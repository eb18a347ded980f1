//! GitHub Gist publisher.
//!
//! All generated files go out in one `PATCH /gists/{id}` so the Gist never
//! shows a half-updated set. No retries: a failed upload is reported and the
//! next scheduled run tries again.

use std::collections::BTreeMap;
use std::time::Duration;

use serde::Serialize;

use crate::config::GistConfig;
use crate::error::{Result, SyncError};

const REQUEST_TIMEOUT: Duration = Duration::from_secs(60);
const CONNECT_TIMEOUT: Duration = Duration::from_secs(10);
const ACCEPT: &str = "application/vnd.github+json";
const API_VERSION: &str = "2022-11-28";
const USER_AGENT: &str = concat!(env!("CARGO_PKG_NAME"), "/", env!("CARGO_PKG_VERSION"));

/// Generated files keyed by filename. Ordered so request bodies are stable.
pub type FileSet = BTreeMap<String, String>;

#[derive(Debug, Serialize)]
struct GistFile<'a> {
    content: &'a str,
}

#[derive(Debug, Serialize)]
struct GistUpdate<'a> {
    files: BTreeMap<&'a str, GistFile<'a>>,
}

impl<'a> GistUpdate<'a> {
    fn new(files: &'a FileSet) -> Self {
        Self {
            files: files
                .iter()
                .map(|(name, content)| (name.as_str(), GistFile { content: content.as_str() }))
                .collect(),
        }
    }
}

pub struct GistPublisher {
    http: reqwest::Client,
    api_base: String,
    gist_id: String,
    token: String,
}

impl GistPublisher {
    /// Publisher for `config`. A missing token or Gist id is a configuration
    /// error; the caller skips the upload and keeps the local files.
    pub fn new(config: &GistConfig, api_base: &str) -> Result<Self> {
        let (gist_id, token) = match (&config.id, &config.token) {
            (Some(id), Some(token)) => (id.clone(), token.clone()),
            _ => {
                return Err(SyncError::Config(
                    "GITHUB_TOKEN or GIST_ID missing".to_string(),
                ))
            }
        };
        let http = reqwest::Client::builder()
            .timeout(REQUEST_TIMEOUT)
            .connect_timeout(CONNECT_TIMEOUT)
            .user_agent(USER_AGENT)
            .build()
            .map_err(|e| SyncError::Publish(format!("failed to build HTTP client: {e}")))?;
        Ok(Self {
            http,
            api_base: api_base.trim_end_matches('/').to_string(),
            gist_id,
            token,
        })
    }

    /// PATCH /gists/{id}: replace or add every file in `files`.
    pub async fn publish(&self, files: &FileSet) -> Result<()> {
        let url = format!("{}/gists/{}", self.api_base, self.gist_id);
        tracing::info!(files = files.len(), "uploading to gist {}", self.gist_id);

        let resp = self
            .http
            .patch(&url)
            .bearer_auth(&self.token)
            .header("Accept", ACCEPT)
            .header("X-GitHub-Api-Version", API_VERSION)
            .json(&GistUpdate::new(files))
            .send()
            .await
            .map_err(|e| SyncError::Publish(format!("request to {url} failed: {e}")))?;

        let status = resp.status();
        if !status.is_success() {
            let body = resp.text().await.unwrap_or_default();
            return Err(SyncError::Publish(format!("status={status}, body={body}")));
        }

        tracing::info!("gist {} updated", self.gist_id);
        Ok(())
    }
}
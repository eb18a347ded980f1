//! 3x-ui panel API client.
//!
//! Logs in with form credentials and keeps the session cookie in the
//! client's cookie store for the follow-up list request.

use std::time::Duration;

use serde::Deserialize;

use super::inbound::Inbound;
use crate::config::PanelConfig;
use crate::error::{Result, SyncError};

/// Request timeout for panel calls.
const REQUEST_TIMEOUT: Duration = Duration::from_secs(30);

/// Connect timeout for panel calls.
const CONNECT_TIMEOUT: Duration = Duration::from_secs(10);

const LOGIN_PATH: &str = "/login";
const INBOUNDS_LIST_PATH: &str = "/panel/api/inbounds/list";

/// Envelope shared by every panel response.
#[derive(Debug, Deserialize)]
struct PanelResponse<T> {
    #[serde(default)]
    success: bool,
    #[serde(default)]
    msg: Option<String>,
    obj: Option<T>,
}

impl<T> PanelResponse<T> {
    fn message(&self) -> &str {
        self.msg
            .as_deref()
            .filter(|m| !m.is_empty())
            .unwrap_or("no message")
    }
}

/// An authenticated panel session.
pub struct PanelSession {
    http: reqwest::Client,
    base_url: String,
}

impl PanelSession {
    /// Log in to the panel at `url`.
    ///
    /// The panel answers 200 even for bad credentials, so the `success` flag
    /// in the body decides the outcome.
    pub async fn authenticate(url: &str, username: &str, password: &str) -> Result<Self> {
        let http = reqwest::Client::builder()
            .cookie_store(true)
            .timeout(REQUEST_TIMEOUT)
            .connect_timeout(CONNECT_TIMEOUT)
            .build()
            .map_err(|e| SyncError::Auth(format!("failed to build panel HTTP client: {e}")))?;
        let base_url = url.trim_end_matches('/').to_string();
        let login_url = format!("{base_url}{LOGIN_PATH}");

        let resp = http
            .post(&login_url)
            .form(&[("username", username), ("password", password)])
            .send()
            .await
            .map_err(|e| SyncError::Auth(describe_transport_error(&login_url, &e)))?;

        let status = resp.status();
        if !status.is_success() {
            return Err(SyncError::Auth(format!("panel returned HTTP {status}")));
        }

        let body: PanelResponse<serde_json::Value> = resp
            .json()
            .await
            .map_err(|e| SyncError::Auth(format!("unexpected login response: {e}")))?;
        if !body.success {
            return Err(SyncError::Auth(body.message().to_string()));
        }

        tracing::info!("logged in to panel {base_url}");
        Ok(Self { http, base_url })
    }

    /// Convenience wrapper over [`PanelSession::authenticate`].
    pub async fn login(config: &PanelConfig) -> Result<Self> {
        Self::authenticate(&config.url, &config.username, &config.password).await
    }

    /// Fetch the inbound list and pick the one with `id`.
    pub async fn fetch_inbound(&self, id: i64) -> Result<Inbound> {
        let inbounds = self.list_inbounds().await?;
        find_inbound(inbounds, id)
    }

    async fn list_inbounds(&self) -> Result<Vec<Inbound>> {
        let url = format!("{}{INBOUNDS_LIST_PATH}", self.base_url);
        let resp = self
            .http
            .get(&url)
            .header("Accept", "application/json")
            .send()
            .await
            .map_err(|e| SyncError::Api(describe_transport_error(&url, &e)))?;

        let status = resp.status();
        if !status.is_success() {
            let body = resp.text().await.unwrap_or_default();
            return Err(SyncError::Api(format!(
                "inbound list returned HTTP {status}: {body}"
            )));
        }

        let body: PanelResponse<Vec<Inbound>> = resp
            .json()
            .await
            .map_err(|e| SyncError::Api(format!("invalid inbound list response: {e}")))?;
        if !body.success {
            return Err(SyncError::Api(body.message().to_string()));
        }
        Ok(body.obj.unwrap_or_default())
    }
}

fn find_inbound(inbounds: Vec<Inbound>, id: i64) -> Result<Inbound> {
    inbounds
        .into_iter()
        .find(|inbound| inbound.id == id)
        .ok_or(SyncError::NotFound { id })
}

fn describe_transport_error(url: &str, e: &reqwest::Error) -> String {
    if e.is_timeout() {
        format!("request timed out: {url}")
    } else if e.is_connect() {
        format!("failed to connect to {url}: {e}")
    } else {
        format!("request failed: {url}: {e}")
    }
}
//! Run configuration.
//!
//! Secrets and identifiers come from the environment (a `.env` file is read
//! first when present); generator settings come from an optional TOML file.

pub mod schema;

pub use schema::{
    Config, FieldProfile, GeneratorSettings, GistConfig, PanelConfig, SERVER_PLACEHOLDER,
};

------------------------------

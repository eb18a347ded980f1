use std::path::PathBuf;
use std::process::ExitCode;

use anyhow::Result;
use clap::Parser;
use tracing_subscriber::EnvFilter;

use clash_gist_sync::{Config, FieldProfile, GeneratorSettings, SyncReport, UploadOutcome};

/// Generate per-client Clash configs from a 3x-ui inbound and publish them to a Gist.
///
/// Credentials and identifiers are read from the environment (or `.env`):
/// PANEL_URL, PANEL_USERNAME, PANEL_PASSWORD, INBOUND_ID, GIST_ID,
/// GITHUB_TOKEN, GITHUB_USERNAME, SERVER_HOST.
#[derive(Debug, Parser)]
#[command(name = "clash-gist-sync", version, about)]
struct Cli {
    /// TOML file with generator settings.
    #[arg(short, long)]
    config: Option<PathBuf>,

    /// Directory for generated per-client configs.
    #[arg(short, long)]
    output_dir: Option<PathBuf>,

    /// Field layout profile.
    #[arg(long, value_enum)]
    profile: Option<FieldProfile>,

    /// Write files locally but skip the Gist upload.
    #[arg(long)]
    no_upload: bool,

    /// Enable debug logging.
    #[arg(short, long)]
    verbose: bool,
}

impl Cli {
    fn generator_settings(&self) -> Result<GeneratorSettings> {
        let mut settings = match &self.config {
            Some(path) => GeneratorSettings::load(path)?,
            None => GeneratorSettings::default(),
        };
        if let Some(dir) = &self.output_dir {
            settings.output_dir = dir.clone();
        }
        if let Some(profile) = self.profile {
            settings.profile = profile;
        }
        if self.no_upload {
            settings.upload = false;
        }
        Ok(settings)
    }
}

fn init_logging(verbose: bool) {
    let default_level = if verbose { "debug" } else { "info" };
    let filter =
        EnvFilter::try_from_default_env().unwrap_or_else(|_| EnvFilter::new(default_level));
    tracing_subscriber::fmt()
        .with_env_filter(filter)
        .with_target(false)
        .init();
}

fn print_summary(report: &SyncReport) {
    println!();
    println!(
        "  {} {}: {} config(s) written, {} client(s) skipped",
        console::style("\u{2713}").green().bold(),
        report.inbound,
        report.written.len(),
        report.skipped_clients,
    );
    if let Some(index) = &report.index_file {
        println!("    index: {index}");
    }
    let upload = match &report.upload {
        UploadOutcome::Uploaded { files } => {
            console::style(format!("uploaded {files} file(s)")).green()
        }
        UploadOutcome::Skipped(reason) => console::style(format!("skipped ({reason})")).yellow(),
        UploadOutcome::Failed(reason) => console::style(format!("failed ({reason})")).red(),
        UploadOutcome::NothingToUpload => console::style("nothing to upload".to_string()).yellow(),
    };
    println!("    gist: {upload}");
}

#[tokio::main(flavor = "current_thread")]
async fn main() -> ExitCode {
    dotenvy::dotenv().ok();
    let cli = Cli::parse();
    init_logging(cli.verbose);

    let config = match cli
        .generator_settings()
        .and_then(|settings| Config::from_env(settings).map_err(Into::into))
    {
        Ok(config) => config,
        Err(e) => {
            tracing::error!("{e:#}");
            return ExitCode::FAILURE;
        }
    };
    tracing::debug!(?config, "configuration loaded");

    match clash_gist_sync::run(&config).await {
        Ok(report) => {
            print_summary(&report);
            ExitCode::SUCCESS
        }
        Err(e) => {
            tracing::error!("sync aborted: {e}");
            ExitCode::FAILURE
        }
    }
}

------------------------------

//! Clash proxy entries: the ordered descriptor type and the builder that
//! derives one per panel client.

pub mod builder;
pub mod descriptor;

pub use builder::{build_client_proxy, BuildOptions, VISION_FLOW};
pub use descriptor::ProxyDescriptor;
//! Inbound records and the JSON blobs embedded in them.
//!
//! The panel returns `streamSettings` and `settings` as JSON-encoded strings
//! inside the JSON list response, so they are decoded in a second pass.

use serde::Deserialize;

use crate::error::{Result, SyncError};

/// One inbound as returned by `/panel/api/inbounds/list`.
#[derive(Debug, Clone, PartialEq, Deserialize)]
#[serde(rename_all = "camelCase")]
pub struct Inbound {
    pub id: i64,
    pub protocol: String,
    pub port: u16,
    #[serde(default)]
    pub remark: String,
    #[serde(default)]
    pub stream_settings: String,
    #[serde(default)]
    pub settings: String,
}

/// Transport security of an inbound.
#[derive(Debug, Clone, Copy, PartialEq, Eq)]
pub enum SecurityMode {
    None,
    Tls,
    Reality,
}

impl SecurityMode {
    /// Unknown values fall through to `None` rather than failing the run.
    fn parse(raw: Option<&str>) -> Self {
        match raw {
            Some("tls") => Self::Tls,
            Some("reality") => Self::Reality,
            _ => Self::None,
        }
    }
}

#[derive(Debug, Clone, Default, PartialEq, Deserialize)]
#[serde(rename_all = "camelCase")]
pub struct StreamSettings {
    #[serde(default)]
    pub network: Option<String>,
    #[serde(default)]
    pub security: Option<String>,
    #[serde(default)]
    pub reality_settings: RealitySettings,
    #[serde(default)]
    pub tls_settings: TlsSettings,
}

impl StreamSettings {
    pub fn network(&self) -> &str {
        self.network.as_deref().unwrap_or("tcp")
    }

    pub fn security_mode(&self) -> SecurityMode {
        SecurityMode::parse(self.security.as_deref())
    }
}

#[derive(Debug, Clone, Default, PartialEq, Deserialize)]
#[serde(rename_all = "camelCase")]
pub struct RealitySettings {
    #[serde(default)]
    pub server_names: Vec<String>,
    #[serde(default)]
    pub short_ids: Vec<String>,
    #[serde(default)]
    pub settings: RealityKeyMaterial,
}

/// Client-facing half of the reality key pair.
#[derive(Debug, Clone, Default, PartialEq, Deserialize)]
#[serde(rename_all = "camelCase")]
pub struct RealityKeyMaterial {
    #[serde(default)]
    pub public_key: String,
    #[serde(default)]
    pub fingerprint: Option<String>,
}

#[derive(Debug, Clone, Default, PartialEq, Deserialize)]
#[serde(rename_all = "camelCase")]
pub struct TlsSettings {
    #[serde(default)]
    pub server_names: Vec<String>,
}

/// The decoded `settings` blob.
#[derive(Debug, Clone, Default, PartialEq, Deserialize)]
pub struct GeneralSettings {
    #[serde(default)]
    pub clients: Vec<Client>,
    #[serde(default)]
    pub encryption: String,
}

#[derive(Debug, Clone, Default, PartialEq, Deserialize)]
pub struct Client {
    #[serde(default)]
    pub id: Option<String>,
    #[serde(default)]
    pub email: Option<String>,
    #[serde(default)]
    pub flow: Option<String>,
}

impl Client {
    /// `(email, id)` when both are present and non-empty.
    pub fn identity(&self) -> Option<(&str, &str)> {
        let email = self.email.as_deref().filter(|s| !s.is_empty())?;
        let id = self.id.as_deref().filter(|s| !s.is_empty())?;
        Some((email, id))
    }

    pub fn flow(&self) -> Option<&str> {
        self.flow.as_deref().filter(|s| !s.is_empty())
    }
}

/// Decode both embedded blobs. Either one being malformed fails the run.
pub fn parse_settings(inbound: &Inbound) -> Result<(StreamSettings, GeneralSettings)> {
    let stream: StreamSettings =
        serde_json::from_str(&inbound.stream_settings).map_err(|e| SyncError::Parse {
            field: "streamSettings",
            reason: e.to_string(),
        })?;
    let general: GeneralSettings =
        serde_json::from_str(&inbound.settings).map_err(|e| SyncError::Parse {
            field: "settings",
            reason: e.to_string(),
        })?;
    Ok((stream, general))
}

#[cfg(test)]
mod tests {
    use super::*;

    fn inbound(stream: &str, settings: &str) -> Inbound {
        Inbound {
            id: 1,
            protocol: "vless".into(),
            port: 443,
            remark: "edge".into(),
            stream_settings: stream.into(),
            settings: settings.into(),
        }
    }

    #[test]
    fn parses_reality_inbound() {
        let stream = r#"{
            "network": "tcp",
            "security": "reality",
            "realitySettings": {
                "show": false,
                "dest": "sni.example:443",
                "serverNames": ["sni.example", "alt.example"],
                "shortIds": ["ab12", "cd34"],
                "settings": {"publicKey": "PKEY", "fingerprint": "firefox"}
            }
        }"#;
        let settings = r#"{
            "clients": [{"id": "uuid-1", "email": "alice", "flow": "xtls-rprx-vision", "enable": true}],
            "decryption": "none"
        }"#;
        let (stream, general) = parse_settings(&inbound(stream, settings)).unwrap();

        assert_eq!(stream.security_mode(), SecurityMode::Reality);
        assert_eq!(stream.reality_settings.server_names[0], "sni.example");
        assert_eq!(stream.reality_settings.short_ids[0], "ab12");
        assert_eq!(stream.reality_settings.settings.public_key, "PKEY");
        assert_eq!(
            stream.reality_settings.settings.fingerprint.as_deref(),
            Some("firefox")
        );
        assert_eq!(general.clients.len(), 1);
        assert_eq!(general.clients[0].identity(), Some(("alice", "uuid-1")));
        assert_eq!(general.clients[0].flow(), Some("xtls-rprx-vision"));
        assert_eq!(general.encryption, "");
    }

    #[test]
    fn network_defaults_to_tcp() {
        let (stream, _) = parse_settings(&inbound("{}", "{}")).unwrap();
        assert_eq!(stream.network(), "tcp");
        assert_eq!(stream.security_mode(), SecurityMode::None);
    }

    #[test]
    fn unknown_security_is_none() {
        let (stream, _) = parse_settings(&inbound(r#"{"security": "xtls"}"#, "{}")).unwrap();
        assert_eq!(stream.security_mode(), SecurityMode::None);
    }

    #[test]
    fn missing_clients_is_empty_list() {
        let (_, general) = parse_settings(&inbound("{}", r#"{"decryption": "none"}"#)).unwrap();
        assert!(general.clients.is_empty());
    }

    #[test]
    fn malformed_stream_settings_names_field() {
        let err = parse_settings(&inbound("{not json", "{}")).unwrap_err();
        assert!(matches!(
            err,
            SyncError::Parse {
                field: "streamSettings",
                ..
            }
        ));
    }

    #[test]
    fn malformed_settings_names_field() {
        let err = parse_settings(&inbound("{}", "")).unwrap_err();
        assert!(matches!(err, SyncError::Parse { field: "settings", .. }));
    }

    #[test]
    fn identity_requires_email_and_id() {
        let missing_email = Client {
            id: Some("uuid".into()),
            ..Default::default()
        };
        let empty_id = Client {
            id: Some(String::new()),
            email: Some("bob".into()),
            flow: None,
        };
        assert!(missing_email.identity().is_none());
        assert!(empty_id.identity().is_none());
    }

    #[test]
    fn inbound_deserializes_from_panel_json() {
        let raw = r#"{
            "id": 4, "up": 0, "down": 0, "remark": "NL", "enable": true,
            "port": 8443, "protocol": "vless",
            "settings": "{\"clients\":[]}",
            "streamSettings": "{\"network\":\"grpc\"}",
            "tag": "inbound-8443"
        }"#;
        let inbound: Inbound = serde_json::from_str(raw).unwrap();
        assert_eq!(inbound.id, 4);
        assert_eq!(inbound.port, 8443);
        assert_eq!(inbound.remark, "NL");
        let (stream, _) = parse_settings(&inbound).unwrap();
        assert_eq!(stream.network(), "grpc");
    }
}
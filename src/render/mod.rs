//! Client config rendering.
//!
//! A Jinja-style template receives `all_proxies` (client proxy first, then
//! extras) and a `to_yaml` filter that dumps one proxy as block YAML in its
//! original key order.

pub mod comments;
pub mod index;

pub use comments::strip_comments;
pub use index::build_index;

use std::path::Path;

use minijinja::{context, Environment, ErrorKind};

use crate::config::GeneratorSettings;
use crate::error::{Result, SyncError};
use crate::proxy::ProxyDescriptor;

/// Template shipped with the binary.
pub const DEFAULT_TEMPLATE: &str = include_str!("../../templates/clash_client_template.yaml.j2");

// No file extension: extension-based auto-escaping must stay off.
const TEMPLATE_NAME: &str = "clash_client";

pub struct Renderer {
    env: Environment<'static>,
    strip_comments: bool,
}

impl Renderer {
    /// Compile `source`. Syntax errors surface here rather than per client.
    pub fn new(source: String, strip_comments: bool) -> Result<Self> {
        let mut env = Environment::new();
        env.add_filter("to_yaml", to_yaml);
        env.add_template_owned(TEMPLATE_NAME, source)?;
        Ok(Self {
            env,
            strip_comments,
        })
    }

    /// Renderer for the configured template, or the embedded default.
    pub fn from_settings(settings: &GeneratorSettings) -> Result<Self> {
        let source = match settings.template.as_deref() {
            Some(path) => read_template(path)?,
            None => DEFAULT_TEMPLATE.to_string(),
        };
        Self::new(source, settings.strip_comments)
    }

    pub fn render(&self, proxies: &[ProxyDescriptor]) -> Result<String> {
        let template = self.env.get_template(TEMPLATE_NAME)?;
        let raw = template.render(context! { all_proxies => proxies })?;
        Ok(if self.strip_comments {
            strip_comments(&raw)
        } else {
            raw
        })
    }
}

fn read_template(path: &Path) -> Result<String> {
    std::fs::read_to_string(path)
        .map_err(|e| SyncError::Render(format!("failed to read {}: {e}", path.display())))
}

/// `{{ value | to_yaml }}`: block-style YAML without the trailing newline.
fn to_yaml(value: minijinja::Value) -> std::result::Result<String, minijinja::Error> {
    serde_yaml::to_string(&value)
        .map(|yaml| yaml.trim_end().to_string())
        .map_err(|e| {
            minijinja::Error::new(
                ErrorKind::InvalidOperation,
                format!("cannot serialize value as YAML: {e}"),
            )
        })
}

------------------------------

**Directions for this task**
Restate word for word the entries above, starting at the line with "follow-up list request." and ending at the line with "Request timeout for panel calls.", inclusive, and no others.

**Answer section**
//! client's cookie store for the follow-up list request.

use std::time::Duration;

use serde::Deserialize;

use super::inbound::Inbound;
use crate::config::PanelConfig;
use crate::error::{Result, SyncError};

/// Request timeout for panel calls.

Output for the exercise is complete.